Assignment: Please retype the listing below without a single change.

Source data:
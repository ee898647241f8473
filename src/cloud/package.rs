//! Report packaging
//!
//! Serializes the assembled report to JSON and gzip-compresses it into a
//! temporary file, ready for upload. The artifact's temporary directory is
//! owned by the returned [`PackagedArtifact`]; it is removed when the
//! artifact is dropped, which covers every exit path of the delivery
//! pipeline. The packager itself never removes anything, so a failed
//! upload leaves the artifact on disk until the caller lets go of it.

use flate2::Compression;
use flate2::write::GzEncoder;
use std::io;
use std::path::{Path, PathBuf};
use tempfile::TempDir;
use thiserror::Error;

use super::schema::CloudReport;

/// Why packaging failed, split by stage so the caller can attribute it
#[derive(Debug, Error)]
pub enum PackageError {
    #[error("failed to create report directory: {0}")]
    CreateDir(#[source] io::Error),

    #[error("failed to create report file: {0}")]
    CreateFile(#[source] io::Error),

    #[error("failed to write compressed report: {0}")]
    Write(#[source] io::Error),
}

/// A compressed report on local disk, plus the temporary directory that
/// owns it. Consumed exactly once by the upload coordinator.
#[derive(Debug)]
pub struct PackagedArtifact {
    dir: TempDir,
    path: PathBuf,
}

impl PackagedArtifact {
    /// Path of the gzip-compressed report file
    pub fn path(&self) -> &Path {
        &self.path
    }

    /// Path of the owning temporary directory
    pub fn dir_path(&self) -> &Path {
        self.dir.path()
    }

    /// Give up ownership: the directory is no longer removed on drop.
    /// Returns the artifact file path.
    pub fn keep(self) -> PathBuf {
        let PackagedArtifact { dir, path } = self;
        let _ = dir.keep();
        path
    }
}

/// Serialize and compress a report into a fresh temporary directory.
///
/// The artifact is flushed and finalized before this returns; the file is
/// named `security-*.json.gz` inside a directory prefixed `reports`.
pub fn package_report(report: &CloudReport) -> Result<PackagedArtifact, PackageError> {
    let dir = tempfile::Builder::new()
        .prefix("reports")
        .tempdir()
        .map_err(PackageError::CreateDir)?;

    let (file, path) = tempfile::Builder::new()
        .prefix("security-")
        .suffix(".json.gz")
        .tempfile_in(dir.path())
        .map_err(PackageError::CreateFile)?
        .keep()
        .map_err(|err| PackageError::CreateFile(err.error))?;

    let mut encoder = GzEncoder::new(file, Compression::default());
    serde_json::to_writer(&mut encoder, report)
        .map_err(|err| PackageError::Write(io::Error::from(err)))?;
    encoder.finish().map_err(PackageError::Write)?;

    Ok(PackagedArtifact { dir, path })
}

Problem solution:
repository ee898647241f8473
filename src/cloud/package.rs
//! Report packaging
//!
//! Serializes the assembled report to JSON and gzip-compresses it into a
//! temporary file, ready for upload. The artifact's temporary directory is
//! owned by the returned [`PackagedArtifact`]; it is removed when the
//! artifact is dropped, which covers every exit path of the delivery
//! pipeline. The packager itself never removes anything, so a failed
//! upload leaves the artifact on disk until the caller lets go of it.

use flate2::Compression;
use flate2::write::GzEncoder;
use std::io;
use std::path::{Path, PathBuf};
use tempfile::TempDir;
use thiserror::Error;

use super::schema::CloudReport;

/// Why packaging failed, split by stage so the caller can attribute it
#[derive(Debug, Error)]
pub enum PackageError {
    #[error("failed to create report directory: {0}")]
    CreateDir(#[source] io::Error),

    #[error("failed to create report file: {0}")]
    CreateFile(#[source] io::Error),

    #[error("failed to write compressed report: {0}")]
    Write(#[source] io::Error),
}

/// A compressed report on local disk, plus the temporary directory that
/// owns it. Consumed exactly once by the upload coordinator.
#[derive(Debug)]
pub struct PackagedArtifact {
    dir: TempDir,
    path: PathBuf,
}

impl PackagedArtifact {
    /// Path of the gzip-compressed report file
    pub fn path(&self) -> &Path {
        &self.path
    }

    /// Path of the owning temporary directory
    pub fn dir_path(&self) -> &Path {
        self.dir.path()
    }

    /// Give up ownership: the directory is no longer removed on drop.
    /// Returns the artifact file path.
    pub fn keep(self) -> PathBuf {
        let PackagedArtifact { dir, path } = self;
        let _ = dir.keep();
        path
    }
}

/// Serialize and compress a report into a fresh temporary directory.
///
/// The artifact is flushed and finalized before this returns; the file is
/// named `security-*.json.gz` inside a directory prefixed `reports`.
pub fn package_report(report: &CloudReport) -> Result<PackagedArtifact, PackageError> {
    let dir = tempfile::Builder::new()
        .prefix("reports")
        .tempdir()
        .map_err(PackageError::CreateDir)?;

    let (file, path) = tempfile::Builder::new()
        .prefix("security-")
        .suffix(".json.gz")
        .tempfile_in(dir.path())
        .map_err(PackageError::CreateFile)?
        .keep()
        .map_err(|err| PackageError::CreateFile(err.error))?;

    let mut encoder = GzEncoder::new(file, Compression::default());
    serde_json::to_writer(&mut encoder, report)
        .map_err(|err| PackageError::Write(io::Error::from(err)))?;
    encoder.finish().map_err(PackageError::Write)?;

    Ok(PackagedArtifact { dir, path })
}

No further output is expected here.